Distributionally Robust Variants: DRPI algorithms provide a provable finite-sample lower bound at each iteration and ensure convergence as the uncertainty ball decays with the sample count, balancing safety and exploitation (Smirnova et al., 2019).

6. Extensions: Deep RL, Nonlinear Systems, and Options

Robust policy iteration has been generalized in several significant directions:

Deep Neural Architectures: Robust options policy iteration (ROPI) and robust option-DQN (RO-DQN) extend the framework to deep value function and option-head architectures, incorporating robust targets within end-to-end deep frameworks (Mankowitz et al., 2018).
Nonlinear and Unknown Systems: For continuous-time nonlinear systems and unknown plant dynamics, robust PI adopts gradient-based or sample-based FBSDE solvers, incremental (RLS-based) identification, and adaptively learned linearizations to maintain performance guarantees (Meng et al., 29 Aug 2025, Wang et al., 2022, Li et al., 2020, Sun et al., 2024).
Policy Iteration under Recursive Feasibility Constraints: In undiscounted nonlinear settings, modifications such as PI $^+$ regularize the improvement/evaluation steps to ensure recursive feasibility and robust stability for general state attractors, with explicit Lyapunov constructions (Granzotto et al., 2022).
Zero-Sum Games and Saddle-Point PI: In Markov games and robust zero-sum settings, modern algorithms such as RCPI ensure convergence by tracking the Bellman residual and falling back to robust value iteration when needed, outperforming previous PI-based methods (Badger et al., 8 Aug 2025).

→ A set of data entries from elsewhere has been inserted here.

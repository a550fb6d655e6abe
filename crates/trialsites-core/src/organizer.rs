// crates/trialsites-core/src/organizer.rs

//! # Organizer
//!
//! [`OrganizerFacade`] owns the derived data of one trial's site list and
//! keeps it current as the user edits the search or the filter selectors.
//!
//! | change                  | recomputed                                   |
//! |-------------------------|----------------------------------------------|
//! | new site list           | index, master hierarchy, nearby set and tree |
//! | new search context      | nearby set and tree                          |
//! | country/state selection | nothing (projection on read)                 |
//!
//! The nearby view is revealed automatically the first time a search yields
//! nearby sites. After that only [`OrganizerFacade::toggle_nearby`] changes
//! it.

use crate::common::{OrganizerStats, CANADA, OTHER_COUNTRIES, UNITED_STATES};
use crate::geo::Haversine;
use crate::hierarchy::{assemble_all, assemble_subset};
use crate::index::{build_geography_index, GeographyIndex};
use crate::model::{GeographyNode, SearchContext, SiteRecord};
use crate::proximity::nearby_sites;
use crate::selection::{select, CountryFilter, Selection, StateFilter};
use crate::states::UsStateNames;
use crate::traits::{RadiusPredicate, StateNameResolver};
use serde::Serialize;

/// One entry of a selector.
#[derive(Clone, Debug, PartialEq, Eq, Serialize)]
pub struct SelectOption {
    pub value: String,
    pub label: String,
}

impl SelectOption {
    fn new(value: impl Into<String>, label: impl Into<String>) -> Self {
        Self {
            value: value.into(),
            label: label.into(),
        }
    }
}

/// The "near me" / "all locations" switch.
#[derive(Clone, Debug, PartialEq, Eq, Serialize)]
#[serde(rename_all = "camelCase")]
pub struct NearbyToggle {
    pub showing_nearby: bool,
    pub label: &'static str,
}

/// What the presentation layer needs to draw the filter controls.
#[derive(Clone, Debug, PartialEq, Eq, Serialize)]
#[serde(rename_all = "camelCase")]
pub struct FilterOptions {
    pub countries: Vec<SelectOption>,
    /// Starts with the "all" entry.
    pub states: Vec<SelectOption>,
    pub show_country_filter: bool,
    pub show_state_filter: bool,
    /// Present whenever the nearby set is non-empty, even for a trial with a
    /// single country and state. The trial page this replaces only drew the
    /// toggle next to the country/state selectors, i.e. with more than one
    /// country or state.
    pub nearby_toggle: Option<NearbyToggle>,
    pub selected_country: String,
    pub selected_state: String,
}

/// Stateful coordinator for one trial's site list.
///
/// Generic over the two collaborators it consumes; the defaults are the
/// built-in state table and the haversine radius test.
#[derive(Debug, Clone)]
pub struct OrganizerFacade<R = UsStateNames, P = Haversine> {
    resolver: R,
    radius: P,
    sites: Vec<SiteRecord>,
    index: GeographyIndex,
    master: Vec<GeographyNode>,
    context: SearchContext,
    nearby: Vec<SiteRecord>,
    nearby_tree: Vec<GeographyNode>,
    selection: Selection,
    show_nearby: bool,
    nearby_revealed: bool,
}

impl Default for OrganizerFacade {
    fn default() -> Self {
        Self::new(UsStateNames, Haversine)
    }
}

impl<R, P> OrganizerFacade<R, P>
where
    R: StateNameResolver,
    P: RadiusPredicate,
{
    pub fn new(resolver: R, radius: P) -> Self {
        Self {
            resolver,
            radius,
            sites: Vec::new(),
            index: GeographyIndex::default(),
            master: Vec::new(),
            context: SearchContext::default(),
            nearby: Vec::new(),
            nearby_tree: Vec::new(),
            selection: Selection::default(),
            show_nearby: false,
            nearby_revealed: false,
        }
    }

    /// Organizer for `sites` under `context`, in one step.
    pub fn with_sites(resolver: R, radius: P, sites: Vec<SiteRecord>, context: SearchContext) -> Self {
        let mut organizer = Self::new(resolver, radius);
        organizer.context = context;
        organizer.set_sites(sites);
        organizer
    }

    /// Replaces the site list.
    ///
    /// Supplying the list already held is a no-op. Any other list replaces
    /// every cache, resets the selection and re-arms the nearby auto-reveal.
    pub fn set_sites(&mut self, sites: Vec<SiteRecord>) {
        if sites == self.sites && !self.index.is_empty() {
            return;
        }

        self.sites = sites;
        self.index = GeographyIndex::default();
        self.master.clear();
        self.nearby.clear();
        self.nearby_tree.clear();
        self.show_nearby = false;
        self.nearby_revealed = false;

        if self.sites.is_empty() {
            self.selection = Selection::default();
            return;
        }

        self.index = build_geography_index(&self.sites, &self.resolver);
        if !self.index.is_empty() {
            self.master = assemble_all(&self.sites, &self.index);
            self.selection = Selection::new(self.initial_country(), StateFilter::All);
            self.refresh_nearby();
        }
        tracing::debug!(
            sites = self.sites.len(),
            countries = self.index.countries.len(),
            "site list replaced"
        );
    }

    /// Applies a new search context snapshot.
    pub fn update_context(&mut self, context: SearchContext) {
        if context == self.context {
            return;
        }
        self.context = context;
        if !self.index.is_empty() {
            self.refresh_nearby();
        }
    }

    pub fn set_country_filter(&mut self, country: impl Into<CountryFilter>) {
        self.selection.set_country(country.into());
    }

    pub fn set_state_filter(&mut self, state: impl Into<StateFilter>) {
        self.selection.set_state(state.into());
    }

    /// Flips between the nearby and the full view; returns the new state.
    ///
    /// Without nearby sites there is nothing to switch to and the call does
    /// nothing.
    pub fn toggle_nearby(&mut self) -> bool {
        if !self.nearby.is_empty() {
            self.show_nearby = !self.show_nearby;
        }
        self.is_showing_nearby()
    }

    pub fn is_showing_nearby(&self) -> bool {
        self.show_nearby && !self.nearby.is_empty()
    }

    /// The list to draw: the nearby hierarchy when showing nearby sites,
    /// otherwise the master hierarchy narrowed to the current selection.
    pub fn display_tree(&self) -> Vec<GeographyNode> {
        if self.is_showing_nearby() {
            self.nearby_tree.clone()
        } else {
            select(&self.master, &self.selection)
        }
    }

    pub fn filter_options(&self) -> FilterOptions {
        let showing_nearby = self.is_showing_nearby();

        let mut countries = Vec::new();
        if self.index.has_country(UNITED_STATES) {
            countries.push(SelectOption::new(UNITED_STATES, "U.S.A."));
        }
        if self.index.has_country(CANADA) {
            countries.push(SelectOption::new(CANADA, CANADA));
        }
        if self.index.other_countries().next().is_some() {
            countries.push(SelectOption::new(OTHER_COUNTRIES, "Other"));
        }

        let states = std::iter::once(SelectOption::new(StateFilter::All.as_str(), "All"))
            .chain(self.index.us_states.iter().map(|abbr| {
                SelectOption::new(abbr.as_str(), self.resolver.state_label(abbr))
            }))
            .collect();

        FilterOptions {
            countries,
            states,
            show_country_filter: !showing_nearby && self.index.countries.len() > 1,
            show_state_filter: !showing_nearby
                && self.index.us_states.len() > 1
                && self.selection.country().is_united_states(),
            nearby_toggle: (!self.nearby.is_empty()).then(|| NearbyToggle {
                showing_nearby,
                label: if showing_nearby {
                    "Show all locations"
                } else {
                    "Show locations near me"
                },
            }),
            selected_country: self.selection.country().to_string(),
            selected_state: self.selection.state().to_string(),
        }
    }

    pub fn sites(&self) -> &[SiteRecord] {
        &self.sites
    }

    pub fn index(&self) -> &GeographyIndex {
        &self.index
    }

    pub fn master_hierarchy(&self) -> &[GeographyNode] {
        &self.master
    }

    pub fn nearby_sites(&self) -> &[SiteRecord] {
        &self.nearby
    }

    pub fn nearby_hierarchy(&self) -> &[GeographyNode] {
        &self.nearby_tree
    }

    pub fn context(&self) -> &SearchContext {
        &self.context
    }

    pub fn selection(&self) -> &Selection {
        &self.selection
    }

    pub fn resolver(&self) -> &R {
        &self.resolver
    }

    pub fn stats(&self) -> OrganizerStats {
        OrganizerStats {
            sites: self.sites.len(),
            countries: self.index.countries.len(),
            us_states: self.index.us_states.len(),
            nearby: self.nearby.len(),
        }
    }

    fn refresh_nearby(&mut self) {
        self.nearby = nearby_sites(&self.sites, &self.context, &self.radius);
        self.nearby_tree = if self.nearby.is_empty() {
            Vec::new()
        } else {
            assemble_subset(&self.nearby, &self.index)
        };

        if !self.nearby.is_empty() && !self.nearby_revealed {
            self.nearby_revealed = true;
            self.show_nearby = true;
            tracing::debug!(nearby = self.nearby.len(), "revealing nearby sites");
        }
    }

    // The United States when present, otherwise the first selector entry.
    fn initial_country(&self) -> CountryFilter {
        if self.index.has_country(UNITED_STATES) {
            CountryFilter::united_states()
        } else if self.index.has_country(CANADA) {
            CountryFilter::from(CANADA)
        } else {
            CountryFilter::Other
        }
    }
}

7. Empirical Outcomes and Practical Implementation

Empirical validations across diverse domains confirm the merits of robust policy iteration:

Performance under Model Misspecification: Robust PI methods maintain near-optimal performance under significant model error or parameter uncertainty in standard benchmarks (CartPole, Acrobot, LQR), while non-robust methods often fail catastrophically (Mankowitz et al., 2018, Song et al., 2024).
Scalability: Homotopy and sorting-based robust Bellman operators enable robust PI to scale to MDPs with thousands of states in computation times close to those of non-robust counterparts (Ho et al., 2020).
Deep Learning and Generalization: For deep RL, explicit robust PI enhances generalization over a broader range of dynamics compared to non-robust deep architectures (Mankowitz et al., 2018).
Robustness to Disturbances: In nonlinear and stochastic control tasks, robust PI provides high disturbance rejection and maintains stability even under large perturbations or model mismatch (Li et al., 2020, Sun et al., 2024, Meng et al., 29 Aug 2025).
Safety, Constraints, and High Assurance: For robust CMDPs, recent algorithms attain strict feasibility with provable iteration complexity, outperforming approaches based on primal-dual or epigraph search (Ganguly et al., 25 May 2025).

These developments position robust policy iteration as a core algorithmic primitive in robust dynamic programming, optimal control, and high-reliability reinforcement learning, with rigorous guarantees on convergence, robustness, and computational efficiency across a broad spectrum of uncertainty and adversarial models.